In this exercise, you will transform some annotation data into a format useful for training a frame-based "event detection" or "transcription" system.

QUESTION 1: Using the variables given below, calculate (and store in a new variable) the time step in seconds, from one spectrogram frame to the next.

In [None]:
samplerate = 22050    # in Hertz (1/second)
fftlength = 1024      # in samples (unitless)
hop = 0.5             # a ratio (unitless)

hop_len = ... # hop length
hop_size_s = ... # hop length in seconds

Next, load the CSV annotation data (code provided):

...first you will need to extract an annotation file. We've provided it, but it is in a Zip file. You'll need to unzip the CSV files first.

In [None]:
# This will unzip the data into a folder NEXT TO wherever this notebook file is stored.

!unzip -n "/home/jovyan/shared_storage/ECS7013P/nips4bplus/temporal_annotations_nips4b.zip"

# The above should work on the jhub server.
# If not on jhub server, you could download the dataset from:
#      https://figshare.com/articles/Transcriptions_of_NIPS4B_2013_Bird_Challenge_Training_Dataset/6798548

In [None]:
annotpath = "temporal_annotations_nips4b/annotation_train001.csv"

import csv, numpy

def processrow(arow):
    "This function takes a data row from text CSV, and converts data types"
    # the raw CSV format is starttime, duration, class
    return {
        'start': float(arow[0]),
        'dur':   float(arow[1]),
        'class': arow[2],
    }

# Now we do the actual loading, and process the CSV file line by line
with open(annotpath, 'r') as infp:
    rdr = csv.reader(infp)
    annots = [processrow(row) for row in rdr]
    
#print("Some of the data:")
#for entry in annots[:5]:
print("The data:")
for entry in annots:
    print(entry)

In [None]:
# for convenience, this block is to load the list of classes from the CSV file and build 2 maps: classname --> classid and classid --> classname
# you should view the file to see how it looks
class_list_path = "/home/jovyan/shared_storage/ECS7013P/nips4bplus/nips4b_birdchallenge_espece_list.csv"
classname2id = {} # classname --> classid map
id2classname = {} # classid --> classname map
with open(class_list_path, 'r') as infp:
    rdr = csv.reader(infp)
    next(rdr, None)  # skip the headers
    next(rdr, None)  # skip the first line with "Empty" class 
    for row in rdr:
        classname2id[row[1]] = int(row[0]) # map class name to class id
        id2classname[int(row[0])] = row[1] # map class id to class name
classname2id["Unknown"] = len(classname2id) # handle additional "Unknown" class
id2classname[len(id2classname)] = "Unknown" # handle additional "Unknown" class

print("Some of the data:")
print("Butbut_call" + " -> " + str(classname2id["Butbut_call"]))
print("Erirub_call" + " -> " + str(classname2id["Erirub_call"]))
print("4" + " -> " + id2classname[4])
print("22" + " -> " + id2classname[22])

QUESTION 2: Now, using the time step variable that you calculated above, write some code that will take the annotation data and convert it into a numpy matrix of ones and zeros.

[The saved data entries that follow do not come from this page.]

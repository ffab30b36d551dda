//! Shared scaffolding for the one-shot planners.
//!
//! A* and its any-angle variant run the same expansion loop over the same
//! vertex bookkeeping; the only thing that differs is how a neighbor is
//! relaxed when its expanding vertex is popped. That hook is the
//! [`CostPolicy`] trait: a strategy supplied at the call site, not an
//! inheritance hierarchy.

use std::collections::{HashMap, HashSet};

use log::{debug, trace};

use crate::core::WorldPoint;
use crate::grid::{Graph, NodeId};

use super::node::{NodeState, SearchNode};
use super::queue::OpenQueue;

/// Expansion cap before a search gives up (also the default for the
/// planners' `with_max_iterations` builders).
pub const DEFAULT_MAX_ITERATIONS: usize = 100_000;

/// Read-only view handed to a [`CostPolicy`] while a neighbor record is
/// checked out for relaxation.
pub(crate) struct CostContext<'a> {
    pub graph: &'a Graph,
    pub goal_point: WorldPoint,
    records: &'a HashMap<NodeId, SearchNode>,
}

impl<'a> CostContext<'a> {
    /// Heuristic estimate from a vertex to the goal (Euclidean, admissible
    /// and consistent on a metric graph).
    #[inline]
    pub fn h(&self, id: NodeId) -> f32 {
        self.graph.node(id).point.distance(&self.goal_point)
    }

    /// Path cost to `to` when reached through `via`.
    #[inline]
    pub fn g(&self, via: &SearchNode, to: NodeId) -> f32 {
        let a = self.graph.node(via.id).point;
        let b = self.graph.node(to).point;
        via.g + a.distance(&b)
    }

    /// `(f, g, h)` of `to` when reached through `via`.
    #[inline]
    pub fn f(&self, via: &SearchNode, to: NodeId) -> (f32, f32, f32) {
        let g = self.g(via, to);
        let h = self.h(to);
        (g + h, g, h)
    }

    /// Current record of a touched vertex (open or closed).
    #[inline]
    pub fn record(&self, id: NodeId) -> Option<&SearchNode> {
        self.records.get(&id)
    }
}

/// The algorithm-specific relaxation hook.
///
/// Called once per (expanded vertex, neighbor) pair. Implementations
/// inspect the candidate paths available through `via` and update the
/// neighbor's g/h/key/parent in place when they find a cheaper one.
pub(crate) trait CostPolicy {
    fn compute_cost(&self, ctx: &CostContext<'_>, via: &SearchNode, neighbor: &mut SearchNode);
}

/// Vertex bookkeeping and expansion loop shared by the one-shot planners.
pub(crate) struct SearchCore<'g> {
    graph: &'g Graph,
    goal_point: WorldPoint,
    records: HashMap<NodeId, SearchNode>,
    open: OpenQueue,
    closed: HashSet<NodeId>,
    expanded: Vec<WorldPoint>,
    path: Vec<WorldPoint>,
}

impl<'g> SearchCore<'g> {
    pub(crate) fn new(graph: &'g Graph) -> Self {
        Self {
            graph,
            goal_point: WorldPoint::ZERO,
            records: HashMap::new(),
            open: OpenQueue::new(),
            closed: HashSet::new(),
            expanded: Vec::new(),
            path: Vec::new(),
        }
    }

    /// Waypoints of the last found path, goal first. Empty if the last
    /// search failed.
    pub(crate) fn path(&self) -> &[WorldPoint] {
        &self.path
    }

    /// Points popped off the open queue during the last search.
    pub(crate) fn expanded_nodes(&self) -> &[WorldPoint] {
        &self.expanded
    }

    /// Run the search. Returns true when the goal was reached; the path is
    /// then available from [`Self::path`].
    pub(crate) fn run(
        &mut self,
        start: NodeId,
        goal: NodeId,
        policy: &dyn CostPolicy,
        max_iterations: usize,
        tag: &str,
    ) -> bool {
        assert!(start < self.graph.len(), "start node outside the graph");
        assert!(goal < self.graph.len(), "goal node outside the graph");

        self.records.clear();
        self.open = OpenQueue::new();
        self.closed.clear();
        self.expanded.clear();
        self.path.clear();
        self.goal_point = self.graph.node(goal).point;

        let mut s = SearchNode::untouched(start);
        s.g = 0.0;
        s.h = self.graph.node(start).point.distance(&self.goal_point);
        s.calc_key(0.0);
        s.state = NodeState::Open;
        self.records.insert(start, s);
        self.open.push(start, s.key);

        let mut iterations = 0usize;

        while let Some((_, uid)) = self.open.pop() {
            iterations += 1;
            if iterations > max_iterations {
                debug!("[{tag}] giving up after {iterations} expansions");
                return false;
            }

            let u = self.records[&uid];
            self.expanded.push(self.graph.node(uid).point);

            if uid == goal {
                self.assemble_path(u);
                trace!(
                    "[{tag}] path found: {} waypoints, cost {:.3}, {} expansions",
                    self.path.len(),
                    u.g,
                    iterations
                );
                return true;
            }

            self.closed.insert(uid);
            if let Some(rec) = self.records.get_mut(&uid) {
                rec.state = NodeState::Closed;
            }

            let graph = self.graph;
            for &nid in &graph.node(uid).neighbors {
                if self.closed.contains(&nid) {
                    continue;
                }

                let mut neighbor = self
                    .records
                    .get(&nid)
                    .copied()
                    .unwrap_or_else(|| SearchNode::untouched(nid));
                let was_new = neighbor.state == NodeState::New;

                let ctx = CostContext {
                    graph,
                    goal_point: self.goal_point,
                    records: &self.records,
                };
                policy.compute_cost(&ctx, &u, &mut neighbor);

                if was_new {
                    neighbor.state = NodeState::Open;
                    self.records.insert(nid, neighbor);
                    self.open.push(nid, neighbor.key);
                } else {
                    self.records.insert(nid, neighbor);
                    self.open.update(nid, neighbor.key);
                }
            }
        }

        debug!("[{tag}] open queue exhausted after {iterations} expansions, no path");
        false
    }

    /// Walk the parent back-links from the reached goal, collecting points
    /// goal → start.
    fn assemble_path(&mut self, goal: SearchNode) {
        self.path.clear();
        self.path.push(self.graph.node(goal.id).point);

        let mut current = goal;
        while let Some(pid) = current.parent {
            self.path.push(self.graph.node(pid).point);
            current = self.records[&pid];
        }
    }
}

The dimensions of the matrix should represent (#frame, #class) where #frame is the number of time frames and #class is the number of classes. The matrix should have a 1 where each class is active at that time frame and 0 where it is not.

__Hints__: 
- The maximum length of an audio file is __5 seconds__, you should use this to calculate #frame.
- Using the time step variable that you calculated in QUESTION 1 to calculate __frame rate__ (i.e. the number of frames in one second) from which a time in seconds can be converted to a time frame index.

In [None]:
%matplotlib inline
import matplotlib.pyplot as plt

audio_max_len_samples = 5*samplerate # each audio file is 5 seconds
max_frames = ... # maximum number of frames per audio file
num_classes = ... # number of classes

frame_rate = ... # frame rate

annotation_matrix = numpy.zeros((max_frames, num_classes))

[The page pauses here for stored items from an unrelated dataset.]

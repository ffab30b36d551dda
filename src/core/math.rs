//! Float comparison utilities shared across the crate.
//!
//! Every cost comparison in the planners goes through [`approx_eq`]: key
//! ordering, the local-consistency predicate, and world-point equality.
//! Strict `==` on accumulated f32 distances would make those predicates
//! brittle.

/// Absolute component of the comparison tolerance.
pub const ABS_TOL: f32 = 1e-5;

/// Relative component of the comparison tolerance.
pub const REL_TOL: f32 = 1e-5;

/// Saturating "no path" cost.
///
/// Finite on purpose: `g - rhs` and `min(g, rhs) + h` must stay NaN-free,
/// which `f32::INFINITY` cannot guarantee. Any reachable path cost is many
/// orders of magnitude below this, and sums of a handful of these stay far
/// from f32 overflow.
pub const COST_INFINITY: f32 = 1e12;

/// Approximate equality with an absolute-plus-relative epsilon.
///
/// The relative term keeps comparisons meaningful near [`COST_INFINITY`],
/// where f32 spacing is far coarser than any absolute tolerance.
#[inline]
pub fn approx_eq(a: f32, b: f32) -> bool {
    (a - b).abs() <= ABS_TOL + REL_TOL * a.abs().max(b.abs())
}

/// `a < b` and not approximately equal.
#[inline]
pub fn definitely_less(a: f32, b: f32) -> bool {
    a < b && !approx_eq(a, b)
}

for entry in annots: # iterate the annotation one by one
    # COMPLETE YOUR CODE HERE
    
# try to visualize annotation matrix
plt.imshow(annotation_matrix,aspect='auto', origin='lower')

QUESTION 3: Once you have done the above, write some code that does the opposite - i.e. converts an annotation matrix back into a list of events given with start time, end time and class label. (This is the kind of post-processing we might do with the *output* from an event detection system.)

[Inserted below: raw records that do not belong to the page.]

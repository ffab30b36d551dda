//! Theta*: any-angle A* with line-of-sight parent inheritance.
//!
//! Identical to A* except for the relaxation. When the expanding vertex has
//! a parent and the straight segment from that parent to the neighbor
//! clears every known obstacle (inflated by the buffer radius), the
//! neighbor inherits the grandparent directly, so paths cut corners
//! instead of hugging the grid.

use log::trace;

use crate::core::WorldPoint;
use crate::geometry::{line_shape_intersection, ObstacleMap};
use crate::grid::{Graph, NodeId};

use super::astar::AStarCost;
use super::node::SearchNode;
use super::search::{CostContext, CostPolicy, SearchCore, DEFAULT_MAX_ITERATIONS};

struct ThetaStarCost<'a> {
    map: &'a ObstacleMap,
    buffer_radius: f32,
}

impl ThetaStarCost<'_> {
    /// True when the segment `a`-`b` clears every known obstacle.
    fn line_of_sight(&self, a: WorldPoint, b: WorldPoint) -> bool {
        !self
            .map
            .obstacles
            .iter()
            .any(|poly| line_shape_intersection(a, b, poly, self.buffer_radius))
    }
}

impl CostPolicy for ThetaStarCost<'_> {
    fn compute_cost(&self, ctx: &CostContext<'_>, via: &SearchNode, neighbor: &mut SearchNode) {
        if let Some(pid) = via.parent {
            let parent_point = ctx.graph.node(pid).point;
            let neighbor_point = ctx.graph.node(neighbor.id).point;

            if self.line_of_sight(parent_point, neighbor_point) {
                if let Some(parent) = ctx.record(pid) {
                    // Line of sight: relax straight from the grandparent and
                    // skip the grid-constrained alternative entirely.
                    let (f, g, h) = ctx.f(parent, neighbor.id);
                    if f < neighbor.key.k1 {
                        neighbor.g = g;
                        neighbor.h = h;
                        neighbor.calc_key(0.0);
                        neighbor.parent = Some(pid);
                    }
                    return;
                }
            }
        }

        AStarCost.compute_cost(ctx, via, neighbor);
    }
}

/// Any-angle planner over a borrowed graph and a known obstacle map.
pub struct ThetaStarPlanner<'g> {
    core: SearchCore<'g>,
    map: ObstacleMap,
    buffer_radius: f32,
    max_iterations: usize,
}

impl<'g> ThetaStarPlanner<'g> {
    /// Create a planner over a prebuilt graph and the obstacle polygons its
    /// line-of-sight checks run against.
    pub fn new(graph: &'g Graph, map: ObstacleMap, buffer_radius: f32) -> Self {
        Self {
            core: SearchCore::new(graph),
            map,
            buffer_radius,
            max_iterations: DEFAULT_MAX_ITERATIONS,
        }
    }

    /// Cap the number of expansions before the search gives up.
    pub fn with_max_iterations(mut self, max_iterations: usize) -> Self {
        self.max_iterations = max_iterations;
        self
    }

    /// Search for a path between two graph nodes. Returns whether one was
    /// found.
    pub fn compute_shortest_path(&mut self, start: NodeId, goal: NodeId) -> bool {
        trace!("[ThetaStar] compute_shortest_path: start={start} goal={goal}");
        let policy = ThetaStarCost {
            map: &self.map,
            buffer_radius: self.buffer_radius,
        };
        self.core
            .run(start, goal, &policy, self.max_iterations, "ThetaStar")
    }

    /// Waypoints of the last found path, goal first. Empty if the last
    /// search failed.
    pub fn path(&self) -> &[WorldPoint] {
        self.core.path()
    }

    /// Diagnostic trace of the vertices expanded by the last search.
    pub fn expanded_nodes(&self) -> &[WorldPoint] {
        self.core.expanded_nodes()
    }
}

#[cfg(test)]
mod tests {
    use super::*;
    use crate::grid::OccupancyGrid;
    use crate::pathfinding::AStarPlanner;

    fn path_cost(path: &[WorldPoint]) -> f32 {
        path.windows(2).map(|w| w[0].distance(&w[1])).sum()
    }

    fn square(x0: f32, y0: f32, x1: f32, y1: f32) -> Vec<WorldPoint> {
        vec![
            WorldPoint::new(x0, y0),
            WorldPoint::new(x1, y0),
            WorldPoint::new(x1, y1),
            WorldPoint::new(x0, y1),
        ]
    }

    #[test]
    fn test_open_map_goes_straight() {
        let grid = OccupancyGrid::new(10, 10, 1.0, WorldPoint::ZERO);
        let graph = Graph::lattice(&grid);
        let map = ObstacleMap::new(vec![], [0.0, 10.0], [0.0, 10.0]);

        let mut planner = ThetaStarPlanner::new(&graph, map, 0.0);
        assert!(planner.compute_shortest_path(0, 99));

        // With nothing in the way every vertex sees the start: the path
        // collapses to the two endpoints.
        assert_eq!(planner.path().len(), 2);
        let direct = graph.node(0).point.distance(&graph.node(99).point);
        assert!((path_cost(planner.path()) - direct).abs() < 1e-4);
    }

    #[test]
    fn test_cuts_corner_around_obstacle() {
        // One rectangular obstacle in the middle of a 10x10 map
        let obstacle = square(3.0, 3.0, 7.0, 7.0);
        let grid =
            OccupancyGrid::from_polygons(&[obstacle.clone()], [0.0, 10.0], [0.0, 10.0], 1.0, 0.0)
                .unwrap();
        let graph = Graph::lattice_free(&grid);
        let map = ObstacleMap::new(vec![obstacle], [0.0, 10.0], [0.0, 10.0]);

        let mut theta = ThetaStarPlanner::new(&graph, map, 0.0);
        assert!(theta.compute_shortest_path(0, 99));

        // Endpoints plus at most two obstacle corners
        assert!(theta.path().len() <= 4, "path: {:?}", theta.path());

        // Any-angle dominance over the grid-constrained path
        let mut astar = AStarPlanner::new(&graph);
        assert!(astar.compute_shortest_path(0, 99));
        assert!(path_cost(theta.path()) <= path_cost(astar.path()) + 1e-4);
        assert!(theta.path().len() < astar.path().len());
    }

    #[test]
    fn test_buffer_radius_respected() {
        // A thin wall; with a large buffer the shortcut over its tip is
        // rejected and the path keeps its clearance.
        let wall = square(4.0, 0.0, 5.0, 8.0);
        let map = ObstacleMap::new(vec![wall.clone()], [0.0, 10.0], [0.0, 10.0]);

        let grid = OccupancyGrid::from_polygons(&[wall], [0.0, 10.0], [0.0, 10.0], 1.0, 0.0).unwrap();
        let graph = Graph::lattice_free(&grid);

        let start = 4 * 10; // (0, 4)
        let goal = 4 * 10 + 9; // (9, 4)

        let mut tight = ThetaStarPlanner::new(&graph, map.clone(), 0.0);
        let mut buffered = ThetaStarPlanner::new(&graph, map, 0.6);
        assert!(tight.compute_shortest_path(start, goal));
        assert!(buffered.compute_shortest_path(start, goal));

        // The buffered planner cannot shave as close to the wall tip
        assert!(path_cost(buffered.path()) >= path_cost(tight.path()) - 1e-4);
    }

    #[test]
    fn test_degenerate_start_goal() {
        let grid = OccupancyGrid::new(5, 5, 1.0, WorldPoint::ZERO);
        let graph = Graph::lattice(&grid);
        let map = ObstacleMap::new(vec![], [0.0, 5.0], [0.0, 5.0]);

        let mut planner = ThetaStarPlanner::new(&graph, map, 0.0);
        assert!(planner.compute_shortest_path(12, 12));
        assert_eq!(planner.path().len(), 1);
    }
}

__Hints__: For each column (corresponding to one class), find the indices of non-zeros entries (you can use `numpy.where` function for this), then find chunks of continuous numbers in the list of indices.

In [None]:
output_dict = list() # the list to store the annotation

# COMPLETE YOUR CODE HERE
        
print("Some of the data:")
for entry in output_dict:
    print(entry)

QEUSTION 4: Compare the original annotations (as loaded) against the annotations produced when you apply your conversion followed by your back-conversion. Are there differences? Of what kind?

- The order
- Some differences in the time values due to rounding.